(What the exercise asks): Please transcribe exactly, and only, the lines of the data below between the line holding "parsed as written." and the line holding "fn explicit_scheme(value: &str)", inclusive.

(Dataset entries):
-------
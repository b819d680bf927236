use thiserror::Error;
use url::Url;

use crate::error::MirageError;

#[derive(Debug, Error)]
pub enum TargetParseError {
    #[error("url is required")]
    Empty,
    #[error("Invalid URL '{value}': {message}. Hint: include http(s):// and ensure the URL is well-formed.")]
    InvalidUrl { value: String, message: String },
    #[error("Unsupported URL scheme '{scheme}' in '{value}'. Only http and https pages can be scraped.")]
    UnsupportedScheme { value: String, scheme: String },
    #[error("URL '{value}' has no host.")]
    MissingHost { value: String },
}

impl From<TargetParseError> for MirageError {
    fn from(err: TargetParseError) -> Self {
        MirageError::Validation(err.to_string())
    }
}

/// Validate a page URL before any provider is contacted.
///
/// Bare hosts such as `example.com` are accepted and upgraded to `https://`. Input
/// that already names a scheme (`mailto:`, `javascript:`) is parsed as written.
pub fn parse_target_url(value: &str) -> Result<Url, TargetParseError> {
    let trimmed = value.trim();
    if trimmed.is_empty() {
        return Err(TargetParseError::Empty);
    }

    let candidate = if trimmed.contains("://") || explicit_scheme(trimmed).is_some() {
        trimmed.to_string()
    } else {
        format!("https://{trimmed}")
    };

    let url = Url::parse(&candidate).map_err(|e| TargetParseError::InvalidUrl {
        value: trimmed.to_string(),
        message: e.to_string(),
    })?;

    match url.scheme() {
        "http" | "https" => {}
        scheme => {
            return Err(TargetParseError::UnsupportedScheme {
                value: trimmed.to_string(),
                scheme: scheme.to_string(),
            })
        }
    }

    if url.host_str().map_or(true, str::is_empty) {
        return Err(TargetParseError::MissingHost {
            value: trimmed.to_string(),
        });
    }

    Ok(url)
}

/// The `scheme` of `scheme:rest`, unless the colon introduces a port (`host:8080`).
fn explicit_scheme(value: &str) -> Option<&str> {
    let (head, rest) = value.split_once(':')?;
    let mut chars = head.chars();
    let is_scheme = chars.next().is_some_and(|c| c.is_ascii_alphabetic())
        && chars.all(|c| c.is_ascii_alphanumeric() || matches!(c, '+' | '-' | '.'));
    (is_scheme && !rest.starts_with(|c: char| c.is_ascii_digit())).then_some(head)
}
-------
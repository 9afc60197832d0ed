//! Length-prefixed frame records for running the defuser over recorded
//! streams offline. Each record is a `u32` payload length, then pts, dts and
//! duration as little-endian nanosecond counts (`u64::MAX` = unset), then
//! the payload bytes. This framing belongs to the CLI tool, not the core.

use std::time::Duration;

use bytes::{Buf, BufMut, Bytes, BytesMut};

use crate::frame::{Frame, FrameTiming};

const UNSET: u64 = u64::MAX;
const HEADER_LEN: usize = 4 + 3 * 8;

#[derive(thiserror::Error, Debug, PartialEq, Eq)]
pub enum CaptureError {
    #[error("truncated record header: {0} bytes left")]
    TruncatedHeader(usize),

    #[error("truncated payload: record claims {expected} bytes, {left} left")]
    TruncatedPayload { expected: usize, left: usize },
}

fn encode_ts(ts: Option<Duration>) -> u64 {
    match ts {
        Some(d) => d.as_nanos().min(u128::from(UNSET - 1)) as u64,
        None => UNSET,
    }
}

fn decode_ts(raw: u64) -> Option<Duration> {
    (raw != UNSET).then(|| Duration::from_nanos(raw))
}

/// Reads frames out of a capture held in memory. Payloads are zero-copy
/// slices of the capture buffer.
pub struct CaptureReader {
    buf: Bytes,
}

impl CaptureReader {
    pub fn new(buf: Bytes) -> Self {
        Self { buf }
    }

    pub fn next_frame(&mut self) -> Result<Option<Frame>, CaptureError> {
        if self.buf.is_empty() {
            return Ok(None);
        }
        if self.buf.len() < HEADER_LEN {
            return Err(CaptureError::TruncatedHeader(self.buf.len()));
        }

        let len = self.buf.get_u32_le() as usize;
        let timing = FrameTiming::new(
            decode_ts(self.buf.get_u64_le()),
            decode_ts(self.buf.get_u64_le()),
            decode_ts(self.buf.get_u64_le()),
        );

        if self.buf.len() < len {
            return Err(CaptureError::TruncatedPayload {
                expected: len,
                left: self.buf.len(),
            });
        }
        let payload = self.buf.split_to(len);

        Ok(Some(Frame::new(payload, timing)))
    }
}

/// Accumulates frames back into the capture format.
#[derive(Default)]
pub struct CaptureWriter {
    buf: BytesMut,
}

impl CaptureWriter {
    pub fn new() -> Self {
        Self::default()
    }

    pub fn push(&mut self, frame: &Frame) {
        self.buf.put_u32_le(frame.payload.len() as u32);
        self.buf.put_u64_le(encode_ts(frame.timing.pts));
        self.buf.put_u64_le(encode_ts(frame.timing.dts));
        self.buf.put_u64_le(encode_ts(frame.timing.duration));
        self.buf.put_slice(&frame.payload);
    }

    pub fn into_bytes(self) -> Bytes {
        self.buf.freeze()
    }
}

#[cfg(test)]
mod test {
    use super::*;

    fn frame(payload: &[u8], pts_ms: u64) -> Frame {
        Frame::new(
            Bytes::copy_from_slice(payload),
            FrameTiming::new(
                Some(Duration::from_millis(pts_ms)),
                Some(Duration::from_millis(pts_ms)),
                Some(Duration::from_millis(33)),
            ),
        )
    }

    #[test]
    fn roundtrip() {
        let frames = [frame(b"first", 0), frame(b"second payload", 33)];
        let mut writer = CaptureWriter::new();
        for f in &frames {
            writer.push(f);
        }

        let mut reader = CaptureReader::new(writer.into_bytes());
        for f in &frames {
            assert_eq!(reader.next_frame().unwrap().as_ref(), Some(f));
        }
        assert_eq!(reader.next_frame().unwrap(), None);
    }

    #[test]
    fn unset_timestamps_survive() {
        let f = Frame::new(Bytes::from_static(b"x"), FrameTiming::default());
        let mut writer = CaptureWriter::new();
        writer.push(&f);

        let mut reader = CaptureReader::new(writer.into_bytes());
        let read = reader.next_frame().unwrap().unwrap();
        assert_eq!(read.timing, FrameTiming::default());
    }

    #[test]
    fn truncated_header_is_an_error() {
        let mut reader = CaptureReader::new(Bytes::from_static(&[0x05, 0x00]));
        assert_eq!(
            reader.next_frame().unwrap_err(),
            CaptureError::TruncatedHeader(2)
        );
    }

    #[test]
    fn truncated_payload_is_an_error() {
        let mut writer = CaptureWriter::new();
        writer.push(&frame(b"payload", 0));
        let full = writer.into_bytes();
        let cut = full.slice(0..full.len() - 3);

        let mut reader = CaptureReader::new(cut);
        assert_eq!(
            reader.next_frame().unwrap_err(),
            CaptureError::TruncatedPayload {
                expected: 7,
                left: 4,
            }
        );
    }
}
-------
(Reply):
/// that already names a scheme (`mailto:`, `javascript:`) is parsed as written.
pub fn parse_target_url(value: &str) -> Result<Url, TargetParseError> {
    let trimmed = value.trim();
    if trimmed.is_empty() {
        return Err(TargetParseError::Empty);
    }

    let candidate = if trimmed.contains("://") || explicit_scheme(trimmed).is_some() {
        trimmed.to_string()
    } else {
        format!("https://{trimmed}")
    };

    let url = Url::parse(&candidate).map_err(|e| TargetParseError::InvalidUrl {
        value: trimmed.to_string(),
        message: e.to_string(),
    })?;

    match url.scheme() {
        "http" | "https" => {}
        scheme => {
            return Err(TargetParseError::UnsupportedScheme {
                value: trimmed.to_string(),
                scheme: scheme.to_string(),
            })
        }
    }

    if url.host_str().map_or(true, str::is_empty) {
        return Err(TargetParseError::MissingHost {
            value: trimmed.to_string(),
        });
    }

    Ok(url)
}

/// The `scheme` of `scheme:rest`, unless the colon introduces a port (`host:8080`).
fn explicit_scheme(value: &str) -> Option<&str> {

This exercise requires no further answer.